Figure 1: ISO Parent-Child Relationship: Child Records point up to their Parent Records
Furthermore, these parent-child relationships can be built in a tiered hierarchical structure. These capabilities provide the metadata with much more context and allow users to locate related metadata records during searches (see Figure 2).
Figure 2: ISO Hierarchical Example for OER. EX* = Okeanos Explorer, AO* = Announcement of Opportunity
Additionally, the ISO capability to build and use component libraries of potentially reusable segments eases metadata maintenance (see Figure 3).
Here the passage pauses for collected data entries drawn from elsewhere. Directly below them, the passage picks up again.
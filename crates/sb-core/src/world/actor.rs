//! The actor abstraction shared by the player and monsters

use serde::{Deserialize, Serialize};
use strum::{Display, EnumIter};

use super::monster::MonsterId;
use crate::geom::Coord;
use crate::resist::Element;

/// Handle to either the player or a monster.
#[derive(Debug, Clone, Copy, PartialEq, Eq, Hash, PartialOrd, Ord, Serialize, Deserialize)]
pub enum ActorId {
    Player,
    Monster(MonsterId),
}

impl ActorId {
    pub const fn is_player(&self) -> bool {
        matches!(self, ActorId::Player)
    }

    pub const fn monster(&self) -> Option<MonsterId> {
        match self {
            ActorId::Monster(id) => Some(*id),
            ActorId::Player => None,
        }
    }
}

impl From<MonsterId> for ActorId {
    fn from(id: MonsterId) -> Self {
        ActorId::Monster(id)
    }
}

#[derive(
    Debug, Clone, Copy, PartialEq, Eq, Hash, Default, Serialize, Deserialize, Display, EnumIter,
)]
#[repr(u8)]
pub enum Attitude {
    #[default]
    Hostile = 0,
    Neutral = 1,
    Friendly = 2,
}

impl Attitude {
    /// Actors on the same side never count each other as foes.
    pub const fn is_aligned_with(&self, other: Attitude) -> bool {
        *self as u8 == other as u8
    }

    pub const fn is_friendly(&self) -> bool {
        matches!(self, Attitude::Friendly)
    }
}

#[derive(
    Debug, Clone, Copy, PartialEq, Eq, Hash, Default, Serialize, Deserialize, Display, EnumIter,
)]
#[repr(u8)]
pub enum Holiness {
    #[default]
    Natural = 0,
    Undead = 1,
    Demonic = 2,
    Holy = 3,
    Nonliving = 4,
    Plant = 5,
}

impl Holiness {
    pub const fn is_evil(&self) -> bool {
        matches!(self, Holiness::Undead | Holiness::Demonic)
    }

    /// Has blood and life force to drain.
    pub const fn is_living(&self) -> bool {
        matches!(self, Holiness::Natural | Holiness::Holy | Holiness::Plant)
    }
}

/// What an actor's body is made of.
#[derive(
    Debug, Clone, Copy, PartialEq, Eq, Hash, Default, Serialize, Deserialize, Display, EnumIter,
)]
#[repr(u8)]
pub enum Material {
    #[default]
    Flesh = 0,
    Stone = 1,
    Metal = 2,
    Silver = 3,
    Crystal = 4,
    Ice = 5,
    Bone = 6,
    Liquid = 7,
    Insubstantial = 8,
    Wood = 9,
}

#[derive(
    Debug, Clone, Copy, PartialEq, Eq, Hash, Default, Serialize, Deserialize, Display, EnumIter,
)]
#[repr(u8)]
pub enum Reflection {
    #[default]
    None = 0,
    /// Reflects with a chance scaled by shield class.
    Shield = 1,
    /// Reflects every reflectable bolt.
    Always = 2,
}

/// Status durations in turns. Zero means absent; `poison` is a degree.
#[derive(Debug, Clone, Copy, PartialEq, Eq, Default, Serialize, Deserialize)]
pub struct Statuses {
    pub poison: i32,
    pub slow: i32,
    pub haste: i32,
    pub confusion: i32,
    pub paralysis: i32,
    pub sleep: i32,
    pub petrifying: i32,
    pub petrified: i32,
    pub sticky_flame: i32,
    pub invisible: i32,
    pub charmed: i32,
    pub corona: i32,
}

impl Statuses {
    pub fn is_poisoned(&self) -> bool {
        self.poison > 0
    }

    pub fn is_petrified(&self) -> bool {
        self.petrified > 0
    }

    pub fn is_petrifying(&self) -> bool {
        self.petrifying > 0
    }

    pub fn is_helpless(&self) -> bool {
        self.paralysis > 0 || self.sleep > 0 || self.petrified > 0
    }
}

/// Resistance tiers, negative for vulnerability.
#[derive(Debug, Clone, Copy, PartialEq, Eq, Default, Serialize, Deserialize)]
pub struct Resists {
    pub fire: i32,
    pub cold: i32,
    pub elec: i32,
    pub poison: i32,
    pub neg: i32,
    pub acid: i32,
}

impl Resists {
    /// Tier for an element, folding composite elements onto their base.
    pub fn tier(&self, element: Element, holiness: Holiness) -> i32 {
        match element {
            Element::Fire | Element::Lava | Element::Hellfire | Element::Steam => self.fire,
            Element::Cold | Element::Ice => self.cold,
            Element::Electricity => self.elec,
            Element::Poison => self.poison,
            Element::NegativeEnergy => {
                if holiness.is_evil() || holiness == Holiness::Nonliving {
                    3
                } else {
                    self.neg
                }
            }
            Element::Acid => self.acid,
            Element::Holy => {
                if holiness.is_evil() {
                    -1
                } else {
                    1
                }
            }
            Element::Magic => 0,
        }
    }
}

/// Uniform view over the player and monsters for the beam engine.
pub trait Actor {
    fn id(&self) -> ActorId;
    fn name(&self) -> &str;
    fn pos(&self) -> Coord;
    fn set_pos(&mut self, pos: Coord);
    fn hit_points(&self) -> i32;
    fn max_hit_points(&self) -> i32;
    fn armour_class(&self) -> i32;
    fn evasion(&self) -> i32;
    fn shield_class(&self) -> i32;
    fn willpower(&self) -> i32;
    fn hit_dice(&self) -> i32;
    fn resistance(&self, element: Element) -> i32;
    fn reflection(&self) -> Reflection;
    fn holiness(&self) -> Holiness;
    fn material(&self) -> Material;
    fn attitude(&self) -> Attitude;
    fn flies(&self) -> bool;
    fn sees_invisible(&self) -> bool;
    fn statuses(&self) -> &Statuses;
    fn statuses_mut(&mut self) -> &mut Statuses;

    /// Apply damage, returning the amount actually taken.
    fn hurt(&mut self, amount: i32) -> i32;

    /// Restore hit points, returning the amount healed.
    fn heal(&mut self, amount: i32) -> i32;

    /// Permanently lower maximum hit points.
    fn drain(&mut self, amount: i32);

    fn is_player(&self) -> bool {
        self.id().is_player()
    }

    fn alive(&self) -> bool {
        self.hit_points() > 0
    }

    fn is_invisible(&self) -> bool {
        self.statuses().invisible > 0
    }

    fn is_evil(&self) -> bool {
        self.holiness().is_evil()
    }

    fn is_living(&self) -> bool {
        self.holiness().is_living()
    }
}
Figure3: ISO Components: Any reusable metadata segments can be saved as components
A Path Forward
Scientists know that metadata is an important component for their data. The sooner metadata is generated after data are collected, the better that metadata will be in describing the data. Not only is generating metadata considered tedious, time-consuming, and a resource drain, there aren't definitive tools and templates are difficult to find.
The OER IPT is committed to easing the burden on the scientists and improving the percentages of OER-sponsored data collections in the archives. One way that the NCEI-based OER Data Management Team (OER DMT) is helping is by using research proposals and/or cruise plans during pre-cruise planning to develop data management plans and a collection-level ISO metadata record that the project principals can review and provide input to prior to the cruise taking place.
Then, post-cruise and over a period of time, as data are ready for archiving, as data products are generated, and as reports are written, and as publications are published, the metadata for these can reference the unique identification (UUID) of the collection-level metadata record generated during planning. The OER DMT is also building a library of templates for collection-level and dataset-level ISO metadata that can be downloaded, filled in, and submitted along with the corresponding data.